Un'azienda con un progetto per una centrale di biogas che prevede il trattamento annuo di 70.000 tonnellate di rifiuti organici e liquami da una parte, un’areale, quello di Curinga, con uliveti secolari, agrumeti, vivai e beni archeologici che, con il Comitato “Salviamo Curinga” dall'altra, cerca di scampare al grave pericolo che l'intera zona (con i paesi limitrofi) correrebbe se il progetto dovesse andare in porto.
Questo il quadro, oggi è il Comitato, fondato da cittadini, imprenditori e agricoltori residenti del borgo calabrese, a fare sentire la sua voce con forza. Testimone della determinata intenzione alla lotta è il platano orientale che campeggia sotto i resti del monastero di S.Elia Vecchio che di recente è assurto agli onori della cronaca per essere stato scelto come uno dei più begli alberi monumentali del mondo, mentre la Energy Waste Asset srl (EWA) con sede a Squillace, ma la cui effettiva proprietà non è evincibile ad oggi dalla visura camerale, ha già avviato la richiesta delle autorizzazioni a regione, provincia e comune per costruire in località Favarella (fraz. di Acconia) ai margini di centro abitato, aziende agricole, vivaiste, turistiche la centrale di biogas.
Nel contesto il Comitato, peraltro non pregiudizialmente contrario a questo tipo di impianti, rivela che destinazione, vincoli e cautele varie sulla zona, vocata interamente all'agricoltura di qualità, al turismo e alla tutela anche dei beni culturali (archeologici e storico-artistici) che il piano paesistico regionale ha vincolato perché siano preservate, rendono del tutto incompatibile la sua ubicazione. Nel contempo, dà il comitato indicazioni alternative come, per esempio, la non distante zona industriale Benedetto XVI, notoriamente capiente perchè in gran parte inutilizzata. L'obiezione che l'areale di Curinga è di natura industriale non regge nella realtà storica dei fatti trattandosi di un singolo lotto di terreno di cui fu cambiata la destinazione urbanistica 40 anni addietro e non si sa bene ancora perchè.

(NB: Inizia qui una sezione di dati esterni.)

use std::io::Cursor;

use image::AnimationDecoder as _;

use super::*;

fn sink_cfg(width: u32, height: u32, loop_count: Option<u16>) -> SinkConfig {
    SinkConfig {
        width,
        height,
        fps: Fps::new(15, 1).unwrap(),
        loop_count,
    }
}

fn solid(width: u32, height: u32, px: [u8; 4]) -> FrameRGBA {
    FrameRGBA {
        width,
        height,
        data: px.repeat((width * height) as usize),
        premultiplied: true,
    }
}

fn netscape_loop_count(bytes: &[u8]) -> Option<u16> {
    let tag = b"NETSCAPE2.0";
    let pos = bytes.windows(tag.len()).position(|w| w == tag)?;
    let sub = &bytes[pos + tag.len()..];
    if sub.len() < 4 || sub[0] != 3 || sub[1] != 1 {
        return None;
    }
    Some(u16::from_le_bytes([sub[2], sub[3]]))
}

#[test]
fn delay_rounds_to_centiseconds() {
    assert_eq!(gif_delay_ms(Fps::new(15, 1).unwrap()), 70);
    assert_eq!(gif_delay_ms(Fps::new(10, 1).unwrap()), 100);
    assert_eq!(gif_delay_ms(Fps::new(30, 1).unwrap()), 30);
    assert_eq!(gif_delay_ms(Fps::new(1000, 1).unwrap()), 10);
}

#[test]
fn transparency_threshold_drops_faint_pixels() {
    let src = vec![10u8, 10, 10, 20, 64, 0, 32, 128, 0, 0, 0, 0];
    let mut dst = vec![0u8; src.len()];
    to_gif_transparency(&mut dst, &src, true, 32).unwrap();
    assert_eq!(&dst[0..4], &[0, 0, 0, 0]);
    assert_eq!(&dst[4..8], &[128, 0, 64, 255]);
    assert_eq!(&dst[8..12], &[0, 0, 0, 0]);
}

#[test]
fn flatten_premul_over_black_produces_expected_rgb() {
    // Premultiplied red @ 50% alpha => rgb is 128,0,0 when premul.
    let src = vec![128u8, 0u8, 0u8, 128u8];
    let mut dst = vec![0u8; 4];
    flatten_to_opaque_rgba8(&mut dst, &src, true, Rgba8::new(0, 0, 0, 255)).unwrap();
    assert_eq!(dst, vec![128u8, 0u8, 0u8, 255u8]);
}

#[test]
fn flatten_straight_over_black_produces_expected_rgb() {
    // Straight red @ 50% alpha => rgb becomes 128,0,0 over black.
    let src = vec![255u8, 0u8, 0u8, 128u8];
    let mut dst = vec![0u8; 4];
    flatten_to_opaque_rgba8(&mut dst, &src, false, Rgba8::new(0, 0, 0, 255)).unwrap();
    assert_eq!(dst, vec![128u8, 0u8, 0u8, 255u8]);
}

#[test]
fn encodes_looping_gif_in_memory() {
    let mut sink = GifSink::in_memory(GifSinkOpts::default());
    sink.begin(sink_cfg(8, 4, None)).unwrap();
    for i in 0..3u64 {
        let v = (i * 80) as u8;
        sink.push_frame(FrameIndex(i), &solid(8, 4, [v, v, v, 255]))
            .unwrap();
    }
    sink.end().unwrap();

    let bytes = sink.bytes().unwrap();
    assert!(bytes.starts_with(b"GIF89a"));
    assert_eq!(netscape_loop_count(bytes), Some(0));

    let decoder = image::codecs::gif::GifDecoder::new(Cursor::new(bytes)).unwrap();
    let frames = decoder.into_frames().collect_frames().unwrap();
    assert_eq!(frames.len(), 3);
    for f in &frames {
        assert_eq!(f.delay().numer_denom_ms(), (70, 1));
        assert_eq!(f.buffer().dimensions(), (8, 4));
    }
}

#[test]
fn finite_loop_count_is_written() {
    let mut sink = GifSink::in_memory(GifSinkOpts::default());
    sink.begin(sink_cfg(2, 2, Some(3))).unwrap();
    sink.push_frame(FrameIndex(0), &solid(2, 2, [0, 0, 0, 0]))
        .unwrap();
    sink.end().unwrap();
    assert_eq!(netscape_loop_count(sink.bytes().unwrap()), Some(3));
}

#[test]
fn transparent_pixels_survive_encoding() {
    let mut sink = GifSink::in_memory(GifSinkOpts::default());
    sink.begin(sink_cfg(4, 4, None)).unwrap();
    let mut frame = solid(4, 4, [0, 0, 0, 0]);
    frame.data[0..4].copy_from_slice(&[120, 235, 126, 255]);
    sink.push_frame(FrameIndex(0), &frame).unwrap();
    sink.end().unwrap();

    let decoder =
        image::codecs::gif::GifDecoder::new(Cursor::new(sink.bytes().unwrap())).unwrap();
    let frames = decoder.into_frames().collect_frames().unwrap();
    let buf = frames[0].buffer();
    assert_eq!(buf.get_pixel(3, 3).0[3], 0);
    assert_eq!(buf.get_pixel(0, 0).0[3], 255);
}

#[test]
fn rejects_misuse() {
    let mut sink = GifSink::in_memory(GifSinkOpts::default());
    assert!(sink.push_frame(FrameIndex(0), &solid(2, 2, [0; 4])).is_err());
    assert!(sink.end().is_err());

    sink.begin(sink_cfg(2, 2, None)).unwrap();
    assert!(sink.push_frame(FrameIndex(0), &solid(3, 2, [0; 4])).is_err());
    sink.push_frame(FrameIndex(1), &solid(2, 2, [0; 4])).unwrap();
    assert!(sink.push_frame(FrameIndex(1), &solid(2, 2, [0; 4])).is_err());

    let mut empty = GifSink::in_memory(GifSinkOpts::default());
    empty.begin(sink_cfg(2, 2, None)).unwrap();
    assert!(matches!(empty.end(), Err(RainError::Encode(_))));

    let mut slow = GifSink::in_memory(GifSinkOpts {
        speed: 0,
        ..GifSinkOpts::default()
    });
    assert!(slow.begin(sink_cfg(2, 2, None)).is_err());
}

#[test]
fn file_target_creates_parent_directories() {
    let dir = std::env::temp_dir().join(format!("datarain_gif_sink_{}", std::process::id()));
    let _ = std::fs::remove_dir_all(&dir);
    let path = dir.join("nested").join("out.gif");

    let mut sink = GifSink::to_file(&path, GifSinkOpts::default());
    sink.begin(sink_cfg(2, 2, None)).unwrap();
    sink.push_frame(FrameIndex(0), &solid(2, 2, [255, 255, 255, 255]))
        .unwrap();
    sink.end().unwrap();

    let on_disk = std::fs::read(&path).unwrap();
    assert_eq!(Some(on_disk.as_slice()), sink.bytes());
    let _ = std::fs::remove_dir_all(&dir);
}
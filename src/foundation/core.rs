use crate::foundation::error::{RainError, RainResult};

pub use kurbo::{Point, Rect};

#[derive(
    Clone, Copy, Debug, PartialEq, Eq, PartialOrd, Ord, Hash, serde::Serialize, serde::Deserialize,
)]
pub struct FrameIndex(pub u64);

#[derive(Clone, Copy, Debug, PartialEq, Eq, serde::Serialize, serde::Deserialize)]
pub struct FrameRange {
    pub start: FrameIndex,
    pub end: FrameIndex, // exclusive
}

impl FrameRange {
    pub fn new(start: FrameIndex, end: FrameIndex) -> RainResult<Self> {
        if start.0 > end.0 {
            return Err(RainError::validation("FrameRange start must be <= end"));
        }
        Ok(Self { start, end })
    }

    pub fn len_frames(self) -> u64 {
        self.end.0.saturating_sub(self.start.0)
    }

    pub fn is_empty(self) -> bool {
        self.start.0 == self.end.0
    }

    pub fn contains(self, f: FrameIndex) -> bool {
        self.start.0 <= f.0 && f.0 < self.end.0
    }

    pub fn iter(self) -> impl Iterator<Item = FrameIndex> {
        (self.start.0..self.end.0).map(FrameIndex)
    }
}

#[derive(Clone, Copy, Debug, PartialEq, Eq, serde::Serialize, serde::Deserialize)]
pub struct Fps {
    pub num: u32,
    pub den: u32, // must be > 0
}

impl Fps {
    pub fn new(num: u32, den: u32) -> RainResult<Self> {
        if den == 0 {
            return Err(RainError::validation("Fps den must be > 0"));
        }
        if num == 0 {
            return Err(RainError::validation("Fps num must be > 0"));
        }
        Ok(Self { num, den })
    }

    pub fn frame_duration_ms(self) -> f64 {
        1000.0 * f64::from(self.den) / f64::from(self.num)
    }
}

#[derive(Clone, Copy, Debug, PartialEq, Eq, serde::Serialize, serde::Deserialize)]
pub struct Canvas {
    pub width: u32,
    pub height: u32,
}

impl Canvas {
    /// Full-canvas rectangle in pixel coordinates.
    pub fn rect(self) -> Rect {
        Rect::new(0.0, 0.0, f64::from(self.width), f64::from(self.height))
    }

    pub fn pixel_count(self) -> usize {
        self.width as usize * self.height as usize
    }

    /// Dimensions as `u16`, the limit of the CPU rasterizer.
    pub fn to_u16(self) -> RainResult<(u16, u16)> {
        let w: u16 = self
            .width
            .try_into()
            .map_err(|_| RainError::validation("canvas width exceeds u16"))?;
        let h: u16 = self
            .height
            .try_into()
            .map_err(|_| RainError::validation("canvas height exceeds u16"))?;
        Ok((w, h))
    }
}

/// Straight (non-premultiplied) RGBA8.
#[derive(Clone, Copy, Debug, PartialEq, Eq, Hash, serde::Serialize, serde::Deserialize)]
pub struct Rgba8 {
    pub r: u8,
    pub g: u8,
    pub b: u8,
    pub a: u8,
}

impl Rgba8 {
    pub const TRANSPARENT: Self = Self::new(0, 0, 0, 0);

    pub const fn new(r: u8, g: u8, b: u8, a: u8) -> Self {
        Self { r, g, b, a }
    }

    /// Same color with alpha taken from a unit-range opacity.
    pub fn with_opacity(self, opacity: f64) -> Self {
        let a = (opacity.clamp(0.0, 1.0) * 255.0).round() as u8;
        Self { a, ..self }
    }

    pub fn premultiply(self) -> Rgba8Premul {
        Rgba8Premul::from_straight_rgba(self.r, self.g, self.b, self.a)
    }
}

/// Premultiplied RGBA8 (r,g,b already multiplied by a).
#[derive(Clone, Copy, Debug, PartialEq, Eq, serde::Serialize, serde::Deserialize)]
pub struct Rgba8Premul {
    pub r: u8,
    pub g: u8,
    pub b: u8,
    pub a: u8,
}

impl Rgba8Premul {
    pub fn from_straight_rgba(r: u8, g: u8, b: u8, a: u8) -> Self {
        fn premul(c: u8, a: u8) -> u8 {
            let c = u16::from(c);
            let a = u16::from(a);
            (((c * a) + 127) / 255) as u8
        }

        Self {
            r: premul(r, a),
            g: premul(g, a),
            b: premul(b, a),
            a,
        }
    }

    pub fn to_array(self) -> [u8; 4] {
        [self.r, self.g, self.b, self.a]
    }
}

#[cfg(test)]
#[path = "../../tests/unit/foundation/core.rs"]
mod tests;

Almeno venti mezzi al giorno dovrebbero trasferire all’interno della centrale rifiuti e liquami mentre quasi 20.000 tonnellate annue di compost prodotto sarebbero trasportati all'esterno, transitando in mezzo agli abitati, mentre nella valutazione sulla fattibilità dell'impianto non è davvero trascurabile il problema della falda acquifera che fornisce acqua alle colture ed all'abitato e che si andrebbe a trovare sotto la centrale: oltre agli abitanti, alle imprese agricole, vivaistiche e turistiche non vivrebbero tranquilli neppure i vicini corsi d'acqua tra cui il torrente Randace che corre adiacente alla centrale e che dopo poche centinaia di metri si getta nel Mar Tirreno.
A fare fronte comune chiama, insomma, il Comitato “Salviamo Curinga” per la tutela del territorio, della sua naturale vocazione e nella prospettiva di uno sviluppo sostenibile che si teme questo progetto possa davvero stravolgere nel nome di un green che nella fattispecie stona davvero.